L’Australia coglie l’opportunità al volo e riesce a rubare due punti. Ci sforziamo di ritrovare la lucidità e nella terza mano prendiamo qualche rischio. Un paio di ottimi tiri da parte nostra ci portano a controllare il gioco, complicando la vita ai nostri avversari che, inevitabilmente, commettono qualche errore cruciale. Chiudiamo con 3 punti a nostro favore e la partita si riapre. La quarta mano ci vede nuovamente in controllo mentre l’Australia è in affanno nel cercare di rimediare. Giungiamo alla pausa rubando due punti e in vantaggio per 5 a 3.
Nella quinta mano il ghiaccio sembra reagire diversamente ed entrambe le formazioni faticano a portare a termine i propri tiri, con l’Australia che guadagna un solo punto. Sesta mano aperta bene da parte nostra e controllata fino al termine, quando per pochi centimetri non riusciamo a passare attraverso un passaggio stretto per piazzare il quarto punto. Chiudiamo la mano aggiungendo 3 punti al nostro bottino e, durante il minuto di pausa, notiamo che l’Australia è
molto in ritardo col tempo di gioco individuale.

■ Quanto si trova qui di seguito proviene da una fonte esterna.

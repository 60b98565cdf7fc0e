//! `SshExecutor` construction tests that read `SSH_AUTH_SOCK`.

#![allow(clippy::expect_used, unsafe_code)]

use serial_test::serial;
use stagehand_cli::domain::{ErrorKind, SshSettings};
use stagehand_cli::infra::{SshExecutor, SshTarget};

/// Run `f` with `SSH_AUTH_SOCK` set to `value`, restoring it afterwards.
fn with_agent_env<T>(value: Option<&str>, f: impl FnOnce() -> T) -> T {
    let saved = std::env::var_os("SSH_AUTH_SOCK");
    // SAFETY: every caller is #[serial], so no other test touches the env.
    unsafe {
        match value {
            Some(v) => std::env::set_var("SSH_AUTH_SOCK", v),
            None => std::env::remove_var("SSH_AUTH_SOCK"),
        }
    }
    let result = f();
    unsafe {
        match saved {
            Some(v) => std::env::set_var("SSH_AUTH_SOCK", v),
            None => std::env::remove_var("SSH_AUTH_SOCK"),
        }
    }
    result
}

fn target() -> SshTarget {
    SshTarget::new("web-1", &SshSettings::default())
}

#[test]
#[serial]
fn test_connect_without_agent_is_a_transport_error() {
    let err = with_agent_env(None, || SshExecutor::connect(target())).expect_err("no agent");
    assert_eq!(err.kind(), ErrorKind::Transport);
    assert!(err.to_string().contains("SSH_AUTH_SOCK"));
}

#[test]
#[serial]
fn test_connect_with_agent_succeeds() {
    let exec = with_agent_env(Some("/tmp/agent.sock"), || SshExecutor::connect(target()))
        .expect("agent present");
    assert_eq!(exec.target().host, "web-1");
    assert_eq!(exec.target().user, "root");
}
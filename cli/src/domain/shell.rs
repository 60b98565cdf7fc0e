//! Rendering commands into a single `/bin/sh -c` line.
//!
//! The remote side executes strings, not argv vectors, so every token is
//! single-quoted. Nothing the caller passes (package names, paths, file
//! contents in arguments) is ever expanded by the shell.

use std::collections::BTreeMap;

use crate::domain::error::ProvisionError;

/// Quote `val` so that `/bin/sh` reads it back as exactly one literal word.
///
/// Embedded single quotes close the quoted run, emit an escaped quote, and
/// reopen it: `it's` becomes `'it'\''s'`.
#[must_use]
pub fn shell_escape(val: &str) -> String {
    format!("'{}'", val.replace('\'', r"'\''"))
}

/// Returns `true` if `name` can be used as a shell variable assignment.
#[must_use]
pub fn is_valid_env_name(name: &str) -> bool {
    let mut chars = name.chars();
    matches!(chars.next(), Some(c) if c == '_' || c.is_ascii_alphabetic())
        && chars.all(|c| c == '_' || c.is_ascii_alphanumeric())
}

/// Build `/bin/sh -c '<KEY=value>... <program> <args>...'`.
///
/// Environment entries come first in key order, then the program, then the
/// arguments. Each value, the program, and each argument are quoted
/// individually before the whole line is quoted again for the outer `sh -c`.
///
/// # Errors
///
/// Returns [`ProvisionError::InvalidEnvName`] if an environment key is not a
/// POSIX identifier; such a key cannot be assigned without being interpreted.
pub fn command_line<S: AsRef<str>>(
    program: &str,
    args: &[S],
    env: &BTreeMap<String, String>,
) -> Result<String, ProvisionError> {
    let mut parts = Vec::with_capacity(env.len() + args.len() + 1);
    for (key, value) in env {
        if !is_valid_env_name(key) {
            return Err(ProvisionError::InvalidEnvName { name: key.clone() });
        }
        parts.push(format!("{key}={}", shell_escape(value)));
    }
    parts.push(shell_escape(program));
    parts.extend(args.iter().map(|a| shell_escape(a.as_ref())));

    Ok(format!("/bin/sh -c {}", shell_escape(&parts.join(" "))))
}
//! Application layer — ports, roles, the run context, and use-case
//! orchestration.
//!
//! This module depends only on `crate::domain` — never on `crate::infra`,
//! `crate::commands`, or `crate::output`.

pub mod archive;
pub mod ports;
pub mod role;
pub mod run_context;
pub mod services;

pub use ports::{Command, ConfigStore, Executor, InputStream, OutputSink, ProgressReporter};
pub use role::{CommandHook, Hook, Role, RoleBuilder};
pub use run_context::{LogSink, RunContext};
pub use services::apply::{ApplyOptions, ApplySummary, apply};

Le rimangono circa 2 minuti di “thinking time” per 2 mani di gioco, quindi assai meno dei 2’30 mediamente necessari a mano. Gli avversari optano per il Power Play ma si rivelano imprecisi nei primi tiri, così che dopo 5 sassi giocati in casa ci sono 3 stones italiane a punto e nessuna avversaria in gioco. Nel frattempo il tempo di gioco degli australiani è esaurito e la vittoria ci viene assegnata a tavolino.

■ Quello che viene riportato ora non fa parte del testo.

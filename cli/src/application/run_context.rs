//! Per-apply command runner with correlated output logging.
//!
//! When output logging is on, every command gets an invocation number and
//! both of its output streams are teed: the bytes still reach whatever sink
//! the caller attached, and each line is also written to the run log as
//! `<NNNNNN> <stdout|stderr> line`.

use std::fmt;
use std::io::{self, Write};
use std::sync::atomic::{AtomicBool, AtomicU64, Ordering};
use std::sync::{Mutex, PoisonError};

use tokio::io::{AsyncBufReadExt, AsyncWriteExt, BufReader, DuplexStream};

use crate::application::ports::{Command, Executor, OutputSink};
use crate::domain::ProvisionError;

/// Buffer size of the pipes interposed on stdout/stderr.
const TEE_BUFFER: usize = 16 * 1024;

/// Destination of the correlated run log.
pub type LogSink<'a> = Box<dyn Write + Send + 'a>;

#[derive(Debug, Clone, Copy, PartialEq, Eq)]
enum Stream {
    Stdout,
    Stderr,
}

impl fmt::Display for Stream {
    fn fmt(&self, f: &mut fmt::Formatter<'_>) -> fmt::Result {
        f.write_str(match self {
            Self::Stdout => "stdout",
            Self::Stderr => "stderr",
        })
    }
}

/// Shared state for one apply: the executor, the invocation counter, and the
/// run log. Hooks receive it to run their own commands.
pub struct RunContext<'a> {
    executor: &'a dyn Executor,
    log_output: AtomicBool,
    next_run: AtomicU64,
    log: Mutex<LogSink<'a>>,
}

impl<'a> RunContext<'a> {
    /// Create a context that logs command output to `log`.
    #[must_use]
    pub fn new(executor: &'a dyn Executor, log: LogSink<'a>) -> Self {
        Self {
            executor,
            log_output: AtomicBool::new(true),
            next_run: AtomicU64::new(0),
            log: Mutex::new(log),
        }
    }

    /// Turn correlated output logging on or off for subsequent commands.
    pub fn set_log_output(&self, enabled: bool) {
        self.log_output.store(enabled, Ordering::Relaxed);
    }

    #[must_use]
    pub fn log_output(&self) -> bool {
        self.log_output.load(Ordering::Relaxed)
    }

    /// Number of commands issued through this context so far.
    #[must_use]
    pub fn invocations(&self) -> u64 {
        self.next_run.load(Ordering::Relaxed)
    }

    /// Run `argv[0]` with the remaining elements as arguments.
    ///
    /// # Errors
    ///
    /// Propagates the executor's error unchanged.
    pub async fn run<S: AsRef<str> + Sync>(&self, argv: &[S]) -> Result<(), ProvisionError> {
        self.run_command(Command::from_argv(argv)).await
    }

    /// Run one command, teeing its output into the run log when enabled.
    ///
    /// Returns only after the command has exited and both output streams have
    /// been drained into the log and the caller's sinks.
    ///
    /// # Errors
    ///
    /// Propagates the executor's error unchanged. If the command succeeded
    /// but writing to a caller-supplied sink failed, returns
    /// [`ProvisionError::CommandIo`].
    pub async fn run_command(&self, mut cmd: Command<'_>) -> Result<(), ProvisionError> {
        let run = self.next_run.fetch_add(1, Ordering::Relaxed);
        if !self.log_output() {
            return self.executor.run(cmd).await;
        }

        let program = cmd.program.clone();
        tracing::debug!(run, program = %program, args = ?cmd.args, "running command");

        let (stdout_pipe, stdout_tap) = tokio::io::duplex(TEE_BUFFER);
        let (stderr_pipe, stderr_tap) = tokio::io::duplex(TEE_BUFFER);
        let stdout_sink = cmd.stdout.replace(Box::new(stdout_pipe));
        let stderr_sink = cmd.stderr.replace(Box::new(stderr_pipe));

        // `cmd` owns the pipe write ends; they close when `run` returns, which
        // ends both scans.
        let (result, stdout_tee, stderr_tee) = tokio::join!(
            self.executor.run(cmd),
            self.tee_lines(run, Stream::Stdout, stdout_tap, stdout_sink),
            self.tee_lines(run, Stream::Stderr, stderr_tap, stderr_sink),
        );

        result?;
        stdout_tee
            .and(stderr_tee)
            .map_err(|source| ProvisionError::CommandIo { program, source })
    }

    /// Write one free-form line to the run log.
    pub fn log(&self, message: &str) {
        let mut sink = self.log.lock().unwrap_or_else(PoisonError::into_inner);
        if let Err(e) = writeln!(sink, "{message}") {
            tracing::warn!(error = %e, "failed to write run log");
        }
    }

    /// Drain `tap`, forwarding bytes to `sink` and logging each line.
    ///
    /// A failing sink is dropped and its error returned at the end; the tap
    /// keeps draining so the command never stalls on a full pipe.
    async fn tee_lines(
        &self,
        run: u64,
        stream: Stream,
        tap: DuplexStream,
        mut sink: Option<OutputSink<'_>>,
    ) -> io::Result<()> {
        let mut reader = BufReader::new(tap);
        let mut line = Vec::new();
        let mut sink_result = Ok(());

        loop {
            line.clear();
            match reader.read_until(b'\n', &mut line).await {
                Ok(0) => break,
                Ok(_) => {}
                Err(e) => {
                    self.log(&format!("<{run:>6}> <{stream}> Error while reading {stream}: {e}"));
                    break;
                }
            }

            if let Some(out) = sink.as_mut() {
                if let Err(e) = out.write_all(&line).await {
                    sink = None;
                    sink_result = Err(e);
                }
            }

            let text = String::from_utf8_lossy(&line);
            let text = text.trim_end_matches('\n').trim_end_matches('\r');
            self.log(&format!("<{run:>6}> <{stream}> {text}"));
        }

        if let Some(out) = sink.as_mut() {
            out.flush().await?;
        }
        sink_result
    }
}
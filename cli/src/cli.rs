//! CLI argument parsing with clap derive

use anyhow::Result;
use clap::{Parser, Subcommand};

use crate::app::{AppContext, OutputFlags};
use crate::commands;
use crate::infra::YamlConfigStore;

/// Converge hosts to declarative roles over ssh
#[derive(Parser)]
#[command(
    name = "stagehand",
    version,
    propagate_version = true,
    subcommand_required = true,
    arg_required_else_help = true
)]
pub struct Cli {
    /// Suppress non-error output
    #[arg(short, long, global = true)]
    pub quiet: bool,

    /// Disable colored output
    #[arg(long, global = true, env = "NO_COLOR")]
    pub no_color: bool,

    #[command(subcommand)]
    pub command: Command,
}

#[derive(Subcommand)]
pub enum Command {
    /// Apply role files to a host
    Apply(commands::apply::ApplyArgs),

    /// Show the merged desired state without touching any host
    Plan(commands::plan::PlanArgs),
}

impl Cli {
    /// Execute the CLI command.
    ///
    /// # Errors
    ///
    /// Returns an error if settings cannot be loaded or the command fails.
    pub async fn run(self) -> Result<()> {
        let Cli {
            quiet,
            no_color,
            command,
        } = self;
        let app = AppContext::new(&OutputFlags { no_color, quiet }, &YamlConfigStore::default())?;
        match command {
            Command::Apply(args) => commands::apply::run(&args, &app).await,
            Command::Plan(args) => commands::plan::run(&args, &app),
        }
    }
}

Avremmo preferito una conclusione ordinaria, sebbene la partita fosse abbastanza saldamente nelle nostre mani. Curioso l’epilogo in cui i nostri avversari, decisamente costernati, ci confessano di aver osservato per l’intera partita il nostro timer anzichè il loro.
Nel frattempo l’Irlanda viene sconfitta dalla Francia, risultato a noi necessario per tenere aperta la possibilità di tiebreak per accedere alla fase finale. Concludiamo la serata provando il campo C in vista dell’ultima partita del Round Robin e rientriamo in albergo per recuperare le energie.